Extended Data Fig. 2. Fat activates cNST neurons.

a–d, Strong Fos labelling is observed in neurons of the cNST (Bregma −7.5 mm) in response to ingestion of fat stimuli (panels c-d), but not in control animals (10% mineral oil, panel b). Stimulus: 10% linoleic acid (LA), 10% oleic acid (OA). Scale bars, 200 µm. e, Quantification of Fos-positive neurons.
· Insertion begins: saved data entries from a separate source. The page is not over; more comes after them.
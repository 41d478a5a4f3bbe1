//! The flat per-(symbol, date) metrics record

use crate::exposure::NetExposure;
use crate::liquidity::LiquidityMetrics;
use crate::put_call::PutCallRatios;
use crate::realized_vol::RealizedVol;
use crate::skew::SkewMetrics;
use crate::term_structure::TermStructure;
use chrono::NaiveDate;
use common::UnderlyingQuote;
use serde::Serialize;

#[derive(Debug, Clone, Default, PartialEq, Serialize)]
pub struct SpotFields {
    pub spot_price: f64,
    pub spot_open: Option<f64>,
    pub spot_high: Option<f64>,
    pub spot_low: Option<f64>,
    pub spot_volume: Option<u64>,
}

impl From<&UnderlyingQuote> for SpotFields {
    fn from(quote: &UnderlyingQuote) -> Self {
        Self {
            spot_price: quote.close,
            spot_open: quote.open,
            spot_high: quote.high,
            spot_low: quote.low,
            spot_volume: quote.volume,
        }
    }
}

/// One metric set for one symbol and date
///
/// Metric groups are typed; serialization flattens them into a single
/// mapping of named fields. Undefined values serialize as `null`.
#[derive(Debug, Clone, PartialEq, Serialize)]
pub struct MetricsRecord {
    pub symbol: String,
    pub date: NaiveDate,
    #[serde(flatten)]
    pub spot: SpotFields,
    pub expiration_count: usize,
    #[serde(flatten)]
    pub exposure: NetExposure,
    #[serde(flatten)]
    pub skew: SkewMetrics,
    #[serde(flatten)]
    pub term_structure: TermStructure,
    #[serde(flatten)]
    pub put_call: PutCallRatios,
    pub top_call_wall: Option<f64>,
    pub top_put_wall: Option<f64>,
    #[serde(flatten)]
    pub liquidity: LiquidityMetrics,
    pub investable_contracts: usize,
    #[serde(flatten)]
    pub realized_vol: RealizedVol,
    pub iv_hv_spread: Option<f64>,
}

impl MetricsRecord {
    /// A record with only the identifying and spot fields set
    pub fn new(symbol: impl Into<String>, date: NaiveDate, spot: SpotFields) -> Self {
        Self {
            symbol: symbol.into(),
            date,
            spot,
            expiration_count: 0,
            exposure: NetExposure::default(),
            skew: SkewMetrics::default(),
            term_structure: TermStructure::default(),
            put_call: PutCallRatios::default(),
            top_call_wall: None,
            top_put_wall: None,
            liquidity: LiquidityMetrics::default(),
            investable_contracts: 0,
            realized_vol: RealizedVol::default(),
            iv_hv_spread: None,
        }
    }
}

/// ATM implied volatility minus realized volatility
pub fn iv_hv_spread(iv_atm: Option<f64>, hv: Option<f64>) -> Option<f64> {
    Some(iv_atm? - hv?)
}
ANOVA with Tukey’s HSD test against mineral oil (MO, n = 5 mice): P = 3.4x10⁻⁵ for linoleic acid (LA, n = 5 mice), P = 3.9x10⁻⁵ for oleic acid (OA, n = 5 mice). Values are mean ± s.e.m. f–i, TetTox silencing of fat-TRAP cNST neurons does not impair immediate attraction to sweet (3 mM AceK; f, g) or fat (1.5% IL; h, i). Two-tailed paired t-tests: sweet versus water, wild type, n = 10, P = 1.1x10⁻⁷; TetTox n = 9, P = 1.1x10⁻⁶. For fat versus water, wild type, n = 10, P = 6.8x10⁻⁵; TetTox, n = 9, P = 1.7x10⁻⁵. Values are mean ± s.e.m. j-k, Intragastric infusion with fat activates cNST neurons. j, Direct intragastric infusion of fat (IL) but not control (PBS) robustly activates the cNST. Scale bars, 100 µm. k, Quantification of Fos-positive neurons in animals infused with control and IL stimuli, Two-sided Mann–Whitney U-test between control and Intralipid (n = 5 mice), P = 8x10⁻³. l, We note that we often observe variable labeling in the area postrema (see Fig. 1c and panel jhere), but such labeling is independent of oral versus intragastric infusion⁴. The bar graphs show the quantification of Fos⁺ neurons in the area postrema (AP) and cNST (Fig. 1d) in response to free licking of IL (90 min) versus intragastric infusion (n = 5 mice). cFos in cNST: oral 105 ± 6, infusion 99 ± 6, cFos in AP: oral 93 ± 15, infusion 90 ± 12. The equivalent area of the cNST (bregma − 7.5 mm) was processed and counted for the different experiments. Two tailed unpaired t-test, cNST: P = 0.54; AP: P = 0.86. Values are mean ± s.e.m.